Pero ver cómo Marisa se introducía en la boca una y otra vez el miembro de Paco le hizo olvidar todos sus problemas laborales. Buscando recuperar el tiempo perdido, se bajó los pantalones y los gayumbos. Ofreció su verga palpitante a Marisa, quien la tomó en sus manos.
Poco después, los tres estaban desnudos y en el sillón más grande del salón. Marisa se puso a cuatro patas, mientras David la penetraba por detrás y Paco por delante.
De pronto, la mujer se soltó, dejándolos a los dos a medias. Fue a la nevera y vino con un tarro de margarina.
—Tengo ganas de hacer algo que vi una vez en «El último tango en Paris» —dijo, a modo de explicación.
David no entendió nada. Aquella película no le era conocida.
Marisa humedeció el órgano de David y luego lo untó con margarina.
—Ponte aquí —le dijo, haciéndole acostarse boca arriba en el sofá.
Ella contempló el mástil erecto.
—Perfecto —dijo, y se lo insertó en su ano. Le costó un poco, y no pudo disimular un gesto de dolor.
—Ahora tú, Paco —añadió, ofreciendo su húmeda vagina al otro.
Paco no esperó un instante para penetrarla.
Marisa gemía de placer. Y David también. Nunca había sentido tanto gozo.
Paco también disfrutaba, y gritó sin control.
Los tres gritaron a la vez, y David sintió cómo se derramaba en el interior de la mujer.
Paco tardó unos segundos en hacer lo propio. Agotado, se dejó caer sobre Marisa, quien a su vez reposaba sobre David.
—Sándwich de pepperoni —exclamó la mujer, entre jadeos.

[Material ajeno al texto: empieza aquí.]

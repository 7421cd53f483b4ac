// CommandTask - 外部プロセスを1つ実行するタスク

use super::output::{CommandOutput, StderrPolicy};
use crate::core::CommandError;
use crate::task::Task;
use async_trait::async_trait;
use std::ffi::{OsStr, OsString};
use std::path::{Path, PathBuf};
use std::process::Stdio;
use std::sync::Mutex;
use tokio::io::AsyncWriteExt;
use tokio::process::{Child, Command};
use tokio::task::JoinHandle;

/// 外部プロセスの起動情報と、最後に捕捉した出力を持つタスク
///
/// 標準入力・標準出力・標準エラー出力はすべてバッファに接続される。
/// `run` のたびに新しいプロセスを起動し、出力は `last_output` で参照できる。
#[derive(Debug)]
pub struct CommandTask {
    program: OsString,
    args: Vec<OsString>,
    envs: Vec<(OsString, Option<OsString>)>,
    current_dir: Option<PathBuf>,
    stdin: Option<Vec<u8>>,
    stderr_policy: StderrPolicy,
    last_output: Mutex<Option<CommandOutput>>,
}

impl CommandTask {
    /// プログラム名と引数からタスクを作成
    pub fn new<I, S>(program: impl AsRef<OsStr>, args: I) -> Self
    where
        I: IntoIterator<Item = S>,
        S: AsRef<OsStr>,
    {
        Self {
            program: program.as_ref().to_os_string(),
            args: args.into_iter().map(|arg| arg.as_ref().to_os_string()).collect(),
            envs: Vec::new(),
            current_dir: None,
            stdin: None,
            stderr_policy: StderrPolicy::default(),
            last_output: Mutex::new(None),
        }
    }

    pub fn with_stdin(mut self, input: impl Into<Vec<u8>>) -> Self {
        self.stdin = Some(input.into());
        self
    }

    pub fn with_env(mut self, key: impl AsRef<OsStr>, value: impl AsRef<OsStr>) -> Self {
        self.envs
            .push((key.as_ref().to_os_string(), Some(value.as_ref().to_os_string())));
        self
    }

    pub fn with_current_dir(mut self, dir: impl AsRef<Path>) -> Self {
        self.current_dir = Some(dir.as_ref().to_path_buf());
        self
    }

    pub fn with_stderr_policy(mut self, policy: StderrPolicy) -> Self {
        self.stderr_policy = policy;
        self
    }

    pub fn stderr_policy(&self) -> StderrPolicy {
        self.stderr_policy
    }

    /// エラーメッセージ用のコマンドライン（引数を空白で連結）
    pub fn command_line(&self) -> String {
        std::iter::once(&self.program)
            .chain(self.args.iter())
            .map(|part| part.to_string_lossy())
            .collect::<Vec<_>>()
            .join(" ")
    }

    /// 直近の `run` で捕捉した出力
    pub fn last_output(&self) -> Option<CommandOutput> {
        self.last_output
            .lock()
            .unwrap_or_else(|poisoned| poisoned.into_inner())
            .clone()
    }

    /// プロセスを起動する（完了は待たない）
    ///
    /// 返された `RunningCommand::wait` は `run` と同じポリシーで判定する。
    pub fn start(&self) -> Result<RunningCommand, CommandError> {
        let command_line = self.command_line();
        let mut child = self
            .build_command()
            .spawn()
            .map_err(|e| CommandError::start(command_line.clone(), e))?;

        tracing::debug!(command = %command_line, pid = ?child.id(), "process started");

        let stdin_writer = match (self.stdin.clone(), child.stdin.take()) {
            (Some(input), Some(mut pipe)) => Some(tokio::spawn(async move {
                pipe.write_all(&input).await?;
                pipe.shutdown().await
            })),
            _ => None,
        };

        Ok(RunningCommand {
            child,
            command_line,
            stderr_policy: self.stderr_policy,
            stdin_writer,
        })
    }

    fn build_command(&self) -> Command {
        let mut command = Command::new(&self.program);
        command.args(&self.args);
        for (key, value) in &self.envs {
            match value {
                Some(value) => command.env(key, value),
                None => command.env_remove(key),
            };
        }
        if let Some(dir) = &self.current_dir {
            command.current_dir(dir);
        }
        command
            .stdin(if self.stdin.is_some() {
                Stdio::piped()
            } else {
                Stdio::null()
            })
            .stdout(Stdio::piped())
            .stderr(Stdio::piped());
        command
    }

    fn store_output(&self, output: &CommandOutput) {
        *self
            .last_output
            .lock()
            .unwrap_or_else(|poisoned| poisoned.into_inner()) = Some(output.clone());
    }
}

impl From<&std::process::Command> for CommandTask {
    /// 標準ライブラリの `Command` の設定（プログラム・引数・環境変数・作業ディレクトリ）を引き継ぐ
    fn from(command: &std::process::Command) -> Self {
        let mut task = CommandTask::new(command.get_program(), command.get_args());
        task.envs = command
            .get_envs()
            .map(|(key, value)| (key.to_os_string(), value.map(OsStr::to_os_string)))
            .collect();
        task.current_dir = command.get_current_dir().map(Path::to_path_buf);
        task
    }
}

#[async_trait]
impl Task for CommandTask {
    async fn run(&self) -> anyhow::Result<()> {
        let running = self.start()?;
        let command_line = running.command_line.clone();
        let output = running.wait_output().await?;

        self.store_output(&output);
        tracing::debug!(command = %command_line, status = %output.status, "process finished");

        self.stderr_policy.check(&command_line, &output)?;
        Ok(())
    }
}

/// 起動済みのプロセス
#[derive(Debug)]
pub struct RunningCommand {
    child: Child,
    command_line: String,
    stderr_policy: StderrPolicy,
    stdin_writer: Option<JoinHandle<std::io::Result<()>>>,
}

impl RunningCommand {
    pub fn id(&self) -> Option<u32> {
        self.child.id()
    }

    pub fn command_line(&self) -> &str {
        &self.command_line
    }

    /// 終了を待ち、ポリシーで判定した結果を返す
    pub async fn wait(self) -> Result<CommandOutput, CommandError> {
        let command_line = self.command_line.clone();
        let policy = self.stderr_policy;
        let output = self.wait_output().await?;
        policy.check(&command_line, &output)?;
        Ok(output)
    }

    /// 終了を待って出力を回収する（ポリシー判定はしない）
    pub async fn wait_output(self) -> Result<CommandOutput, CommandError> {
        let output = self
            .child
            .wait_with_output()
            .await
            .map_err(|e| CommandError::io(self.command_line.clone(), e))?;

        if let Some(writer) = self.stdin_writer {
            match writer.await {
                Ok(Ok(())) => {}
                // 入力を読まずに終了したプロセス
                Ok(Err(e)) if e.kind() == std::io::ErrorKind::BrokenPipe => {}
                Ok(Err(e)) => return Err(CommandError::io(self.command_line, e)),
                Err(join_error) => {
                    return Err(CommandError::io(
                        self.command_line,
                        std::io::Error::new(std::io::ErrorKind::Other, join_error),
                    ))
                }
            }
        }

        Ok(output.into())
    }
}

Poco después, los tres recogían las prendas de vestir, tiradas por el suelo. Los dos jóvenes tomaban sus bolsas de reparto, casi idénticas.
David recibió el billete verde, y para Paco fueron los dos de cincuenta.
—¿Y las pizzas, Marisa? —preguntó David antes de salir por la puerta, detrás de Paco. Ambas permanecían en sus cajas de cartón, y seguro que ninguna estaba ya caliente.
—Me encantan frías. Podéis iros tranquilos —les despidió.